Recently, though, microplastics are turning up in unexpected places – like human brains, causing researchers to explore their link to cognitive conditions such as Alzheimer’s.
In Cañas-Carrell’s lab, the work has focused on microplastics and a variety of possible impacts since 2018.
“When we look at microplastics, we are looking at their effects on organisms, and primarily on aquatic organisms,” she said.
Her research involves exposing aquatic life such as fathead minnows or zebrafish to microplastics and observing the impacts.
“These are sentinel species that, when we expose them to chemicals, we may be able to draw some conclusions regarding possible impacts on human health,” she explained.
Cañas-Carrell said one significant area of microplastics involves the use of plastic additives in plastic products. One class of plastic additives is called phthalates, which are used to increase the durability of plastic.
“The additives are great in one respect because they make the products stronger and they may last longer,” she said. “But what we’re finding is when the microplastics break down, these plasticizers (additives) are leaching into the surrounding environment.”
Some phthalates have been found to disrupt the human endocrine system, which can adversely impact hormone production, reproduction or even possibly cause some types of cancer.
At this early stage, she sees potential, especially regarding some current work involving exposure of kidney cells to microplastics or phthalates and evaluating the resulting effects, including kidney disease.

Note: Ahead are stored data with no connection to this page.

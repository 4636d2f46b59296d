//! Observability setup for the cadence engine.
//!
//! - [`tracing_setup`]: subscriber initialization with an optional
//!   OpenTelemetry bridge.
//! - [`attrs`]: span and event field names shared across crates.

pub mod attrs;
pub mod tracing_setup;
//! HTTP request handlers for the REST API.

pub mod cadence;
pub mod enrollment;
pub mod health;
//! Async run loop for one cadence engine instance.
//!
//! # Execution flow
//!
//! 1. Apply every queued signal (mutations received while a send was in flight).
//! 2. Ask the machine for the next command.
//! 3. `SendMessage`: deliver, then apply `StepCompleted`.
//! 4. `Wait`: race the timer against the next signal; apply whichever won.
//! 5. Commit the journal entry for the transition and publish bus events.
//! 6. On `Finish`, mark the run COMPLETED and commit `WorkflowCompleted`.

use cadence_types::event::CadenceEvent;
use cadence_types::execution::ExecutionState;
use cadence_types::history::HistoryEvent;

use crate::event::EventBus;

use super::context::{EngineContext, EngineError, Signal, TimerRequest, WaitOutcome};
use super::machine::{CadenceMachine, Command, EngineEvent, Transition};

/// Drive `machine` to completion.
///
/// Returns the final state. On error the run stops where it is; the caller
/// decides how to record the failure.
pub async fn run_cadence<C: EngineContext>(
    ctx: &mut C,
    mut machine: CadenceMachine,
    bus: &EventBus,
) -> Result<ExecutionState, EngineError> {
    loop {
        while let Some(signal) = ctx.take_signal() {
            apply_signal(ctx, &mut machine, signal, bus).await?;
        }

        if let Some(action) = machine.state().current_action() {
            tracing::debug!(
                workflow_id = machine.workflow_id(),
                cursor = machine.state().cursor,
                step = action.id.as_str(),
                kind = action.kind_label(),
                "next step"
            );
        }

        match machine.next_command() {
            Command::Finish => break,

            Command::SendMessage(request) => {
                let cursor = machine.state().cursor;
                tracing::debug!(
                    workflow_id = machine.workflow_id(),
                    cursor,
                    idempotency_key = request.idempotency_key.as_str(),
                    "sending message"
                );
                let receipt = ctx.send_message(&request).await?;

                bus.publish(CadenceEvent::MessageSent {
                    workflow_id: machine.workflow_id().to_string(),
                    cursor,
                    to: request.to.clone(),
                    subject: request.subject.clone(),
                    confirmation_id: receipt.confirmation_id.clone(),
                });

                let transition = machine.apply(EngineEvent::StepCompleted);
                ctx.commit(HistoryEvent::MessageSent { cursor, receipt }, machine.state())
                    .await?;
                publish_transition(bus, &machine, &transition);
            }

            Command::Wait {
                cursor,
                version,
                duration,
            } => {
                tracing::debug!(
                    workflow_id = machine.workflow_id(),
                    cursor,
                    version,
                    duration_secs = duration.as_secs_f64(),
                    "waiting"
                );
                let outcome = ctx
                    .wait_for_signal(TimerRequest {
                        cursor,
                        version,
                        duration,
                    })
                    .await?;

                match outcome {
                    WaitOutcome::TimerFired => {
                        let transition = machine.apply(EngineEvent::StepCompleted);
                        ctx.commit(HistoryEvent::TimerFired { cursor }, machine.state())
                            .await?;
                        publish_transition(bus, &machine, &transition);
                    }
                    WaitOutcome::Signal(signal) => {
                        tracing::debug!(
                            workflow_id = machine.workflow_id(),
                            cursor,
                            "wait interrupted by mutation"
                        );
                        apply_signal(ctx, &mut machine, signal, bus).await?;
                    }
                }
            }
        }
    }

    machine.finish();
    let state = machine.snapshot();
    ctx.commit(HistoryEvent::WorkflowCompleted, &state).await?;

    tracing::info!(
        workflow_id = machine.workflow_id(),
        cursor = state.cursor,
        version = state.version,
        "cadence completed"
    );
    bus.publish(CadenceEvent::EngineCompleted {
        workflow_id: machine.workflow_id().to_string(),
        cursor: state.cursor,
        version: state.version,
    });

    Ok(state)
}

async fn apply_signal<C: EngineContext>(
    ctx: &mut C,
    machine: &mut CadenceMachine,
    signal: Signal,
    bus: &EventBus,
) -> Result<(), EngineError> {
    let steps = signal.actions.len();
    let transition = machine.apply(EngineEvent::MutationReceived(signal.actions));
    ctx.commit(HistoryEvent::MutationApplied { seq: signal.seq }, machine.state())
        .await?;

    if transition == Transition::Ignored {
        tracing::debug!(
            workflow_id = machine.workflow_id(),
            seq = signal.seq,
            "mutation ignored, cadence already completed"
        );
        return Ok(());
    }

    tracing::info!(
        workflow_id = machine.workflow_id(),
        seq = signal.seq,
        version = machine.state().version,
        steps,
        "cadence mutated"
    );
    bus.publish(CadenceEvent::CadenceMutated {
        workflow_id: machine.workflow_id().to_string(),
        version: machine.state().version,
        steps,
    });
    Ok(())
}

fn publish_transition(bus: &EventBus, machine: &CadenceMachine, transition: &Transition) {
    if let Transition::Advanced { cursor } = transition {
        bus.publish(CadenceEvent::StepAdvanced {
            workflow_id: machine.workflow_id().to_string(),
            cursor: *cursor,
        });
    }
}

// ---------------------------------------------------------------------------
// Tests
// ---------------------------------------------------------------------------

She also is encouraged because hers isn’t the only lab focusing on microplastic research.
“A lot of us are coming at it from a lot of different angles,” she said. “Really, that’s the beauty of toxicology. When so many of us are focused on something like this, an emerging contaminant, we can get a lot of information at one time and move forward a little more quickly.
“I think it’s fantastic that we have collaborations right now on this topic. I know alone we can do some good work, but I think together we might do some really impactful work that we wouldn’t have been able to do alone.”

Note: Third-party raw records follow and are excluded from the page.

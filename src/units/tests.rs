use super::*;
use proptest::prelude::*;

fn assert_close(actual: f64, expected: f64, input: &str) {
    assert!(
        (actual - expected).abs() < 1e-3,
        "{}: expected {}, got {}",
        input,
        expected,
        actual
    );
}

#[test]
fn test_parse_length_cases() {
    let cases = [
        ("-3feet", -36.0),
        ("3 feet", 36.0),
        ("3'", 36.0),
        ("3 '", 36.0),
        ("1/3\"", 1.0 / 3.0),
        ("1/3 \"", 1.0 / 3.0),
        ("3 ft 3 in", 39.0),
        ("3ft 3in", 39.0),
        ("3' 3 1/2\"", 39.5),
        ("3ft 3 1/2in", 39.5),
        ("1.2m", 47.244),
        ("1.2 m", 47.244),
        ("1200cm", 472.44),
        ("1200 cm", 472.44),
        ("1200mm", 47.244),
        ("1200 mm", 47.244),
        ("2 meters", 78.740156),
        ("-3.2\"", -3.2),
        ("4.4 inches", 4.4),
        ("-1' 7\"", -5.0),
        ("-2' 6 1/2\"", -17.5),
    ];
    for (input, expected) in cases {
        assert_close(parse_length(input, None), expected, input);
    }
}

#[test]
fn test_parse_force_cases() {
    let cases = [
        ("2 kips", 2000.0),
        ("2k", 2000.0),
        ("1 ton", 2000.0),
        ("3 tons", 6000.0),
        ("10 n", 2.248),
        ("10 newtons", 2.248),
        ("1 kn", 224.808943),
        ("1 killonewton", 224.808943),
        ("2 kns", 449.617886),
        ("150 lbs", 150.0),
        ("1.5 pounds", 1.5),
    ];
    for (input, expected) in cases {
        assert_close(parse_force(input, None), expected, input);
    }
}

#[test]
fn test_parse_moment_cases() {
    let cases = [
        ("1 kip-ft", 12000.0),
        ("1 kip.ft", 12000.0),
        ("1 kipft", 12000.0),
        ("1 kip ft", 12000.0),
        ("2 k-in", 2000.0),
        ("5 lb-in", 5.0),
        ("5 lbs-ft", 60.0),
        ("1 n-m", 8.850746),
        ("1 kn-m", 8850.746),
    ];
    for (input, expected) in cases {
        assert_close(parse_moment(input, None), expected, input);
    }
}

#[test]
fn test_parse_force_per_length_cases() {
    let cases = [
        ("12 lb/ft", 1.0),
        ("3 lb/in", 3.0),
        ("1.2 kip/ft", 100.0),
        ("1 k / in", 1000.0),
        ("1 n/m", 39.370078 / 0.224808943),
        ("1 kn/m", 1000.0 * 39.370078 / 0.224808943),
    ];
    for (input, expected) in cases {
        assert_close(parse_force_per_length(input, None), expected, input);
    }
}

#[test]
fn test_parse_force_per_area_cases() {
    let cases = [
        ("1 ksi", 1000.0),
        ("36ksi", 36000.0),
        ("50 lb/in^2", 50.0),
        ("50 lbs/in²", 50.0),
        ("2 kip/in^2", 2000.0),
    ];
    for (input, expected) in cases {
        assert_close(parse_force_per_area(input, None), expected, input);
    }
}

#[test]
fn test_malformed_input_is_nan_everywhere() {
    let parsers: [fn(&str, Option<&str>) -> f64; 5] = [
        parse_length,
        parse_force,
        parse_moment,
        parse_force_per_length,
        parse_force_per_area,
    ];
    for input in ["3' 3'", "3\"\"", "abc", "3 \" no good", "1 2 3", "3 M"] {
        for parse in parsers {
            assert!(parse(input, None).is_nan(), "{} should not parse", input);
        }
    }
}

#[test]
fn test_recognizers_are_exclusive() {
    let samples = [
        (QuantityKind::Length, "3 in"),
        (QuantityKind::Length, "1/4\""),
        (QuantityKind::Length, "3'"),
        (QuantityKind::Length, "3 ft 3 in"),
        (QuantityKind::Length, "3' 3 1/2\""),
        (QuantityKind::Length, "1.2m"),
        (QuantityKind::Length, "12 cm"),
        (QuantityKind::Length, "12 mm"),
        (QuantityKind::Force, "2 lbs"),
        (QuantityKind::Force, "2 kips"),
        (QuantityKind::Force, "2 tons"),
        (QuantityKind::Force, "2 n"),
        (QuantityKind::Force, "2 kn"),
        (QuantityKind::Moment, "2 lb-in"),
        (QuantityKind::Moment, "2 lb-ft"),
        (QuantityKind::Moment, "2 kip-in"),
        (QuantityKind::Moment, "2 kip-ft"),
        (QuantityKind::Moment, "2 n-m"),
        (QuantityKind::Moment, "2 kn-m"),
        (QuantityKind::ForcePerLength, "2 lb/in"),
        (QuantityKind::ForcePerLength, "2 lb/ft"),
        (QuantityKind::ForcePerLength, "2 kip/in"),
        (QuantityKind::ForcePerLength, "2 kip/ft"),
        (QuantityKind::ForcePerLength, "2 n/m"),
        (QuantityKind::ForcePerLength, "2 kn/m"),
        (QuantityKind::ForcePerArea, "2 lb/in^2"),
        (QuantityKind::ForcePerArea, "2 kip/in^2"),
        (QuantityKind::ForcePerArea, "2 ksi"),
    ];
    for (kind, input) in samples {
        let forms = matching_forms(kind, input);
        assert_eq!(
            forms.len(),
            1,
            "{} ({}) matched {:?}",
            input,
            kind,
            forms.iter().map(|f| f.name).collect::<Vec<_>>()
        );
    }
}

#[test]
fn test_every_form_is_reachable() {
    // One sample per form, in catalog order
    let samples = [
        (QuantityKind::Length, vec!["3 in", "1/4\"", "3'", "3' 3\"", "3' 3 1/4\"", "1 m", "1 cm", "1 mm"]),
        (QuantityKind::Force, vec!["1 lb", "1 k", "1 ton", "1 n", "1 kn"]),
        (QuantityKind::Moment, vec!["1 lb-in", "1 lb-ft", "1 k-in", "1 k-ft", "1 n-m", "1 kn-m"]),
        (
            QuantityKind::ForcePerLength,
            vec!["1 lb/in", "1 lb/ft", "1 k/in", "1 k/ft", "1 n/m", "1 kn/m"],
        ),
        (QuantityKind::ForcePerArea, vec!["1 lb/in^2", "1 k/in^2", "1 ksi"]),
    ];
    for (kind, inputs) in samples {
        let names: Vec<&str> = catalog(kind).iter().map(|form| form.name).collect();
        let recognized: Vec<&str> = inputs
            .iter()
            .map(|input| recognize(kind, input).map_or("none", |form| form.name))
            .collect();
        assert_eq!(recognized, names);
    }
}

#[test]
fn test_format_then_parse() {
    assert_eq!(parse_length(&format_feet_inches(40.0), None), 40.0);
    assert_eq!(parse_length(&format_inches(40.0), None), 40.0);
    assert_eq!(parse_length(&format_feet_inches(-5.0), None), -5.0);
    assert_eq!(parse_length(&format_feet_inches(-40.0), None), -40.0);
    assert_eq!(parse_force(&format_kips(2500.0), Some("kips")), 2500.0);
    assert_eq!(parse_moment(&format_kip_feet(12000.0), Some("kip-ft")), 12000.0);
    assert_eq!(parse_force_per_area(&format_ksi(36000.0), None), 36000.0);
}

proptest! {
    #[test]
    fn prop_length_round_trip(v in -10_000.0f64..10_000.0) {
        for display in [DisplayUnit::Inches, DisplayUnit::FeetInches] {
            let parsed = parse_length(&format_value(display, v), None);
            prop_assert!((parsed - v).abs() <= 0.5 + 1e-9, "{:?} {} -> {}", display, v, parsed);
        }
    }

    #[test]
    fn prop_two_decimal_round_trip(v in -1.0e7f64..1.0e7) {
        for display in [DisplayUnit::Kips, DisplayUnit::KipFeet, DisplayUnit::KipsPerFoot, DisplayUnit::Ksi] {
            let kind = display.kind();
            let text = format_value(display, v);
            let parsed = parse_quantity(kind, &text, display.reparse_hint());
            // Half a unit in the second decimal of the display unit, in canonical units
            let tolerance = 0.005 * parse_quantity(kind, "1", display.reparse_hint().or(Some("ksi")));
            prop_assert!((parsed - v).abs() <= tolerance + 1e-6, "{:?} {} -> {} -> {}", display, v, text, parsed);
        }
    }

    #[test]
    fn prop_garbage_never_panics(s in "\\PC*") {
        for kind in QuantityKind::ALL {
            let value = parse_quantity(kind, &s, None);
            prop_assert!(value.is_nan() || value.is_finite());
        }
    }
}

The good news is a lot of progress has been made in understanding microplastics and their possible health impacts. Of course, that also means there is a lot of work still left to do.
“The IOHI is very much interested in understanding the impact of environmental exposures (collectively referred to as exposome) on animal, plant and human health,” Moustaïd-Moussa said. “MNP research is one of our research priority areas within the institute.”
Toxicology can also involve research that is more reactive in nature, examining impacts in the aftermath of decisions made years earlier. That was one of the original reasons this branch of science appealed to Cañas-Carrell.
“What I am studying today is not what I was studying 10 to 20 years ago,” she said. “I need some variety so I’m still applying basic things I know with a new class of contaminants. I think that’s why I am in the microplastic world at the moment. You can see them, but it requires sophisticated equipment to quantify precisely how much is there.”
Which is part of what makes microplastics research so challenging and rewarding.
“We’ve been using plastics for a long time, and microplastics has become a big field,” she said. “There is a lot for us to still understand.
“Sometimes, toxicologists are the ones who come along and say, ‘Yeah, that was a bad idea,’” she said. “We didn’t realize it was a bad decision at the time it happened and 20 years later, we wind up looking back and thinking we probably shouldn’t have put that chemical in something. Turns out it’s not going to be good for you.”
While removing plastic from the world is farfetched, Cañas-Carrell thinks it is possible to improve products.
“Maybe we can look for ways to work smarter on the material side of things, based on the work we’ve done,” she said. “Let’s see if we can create better materials that will not lead to the effects we’re seeing today.”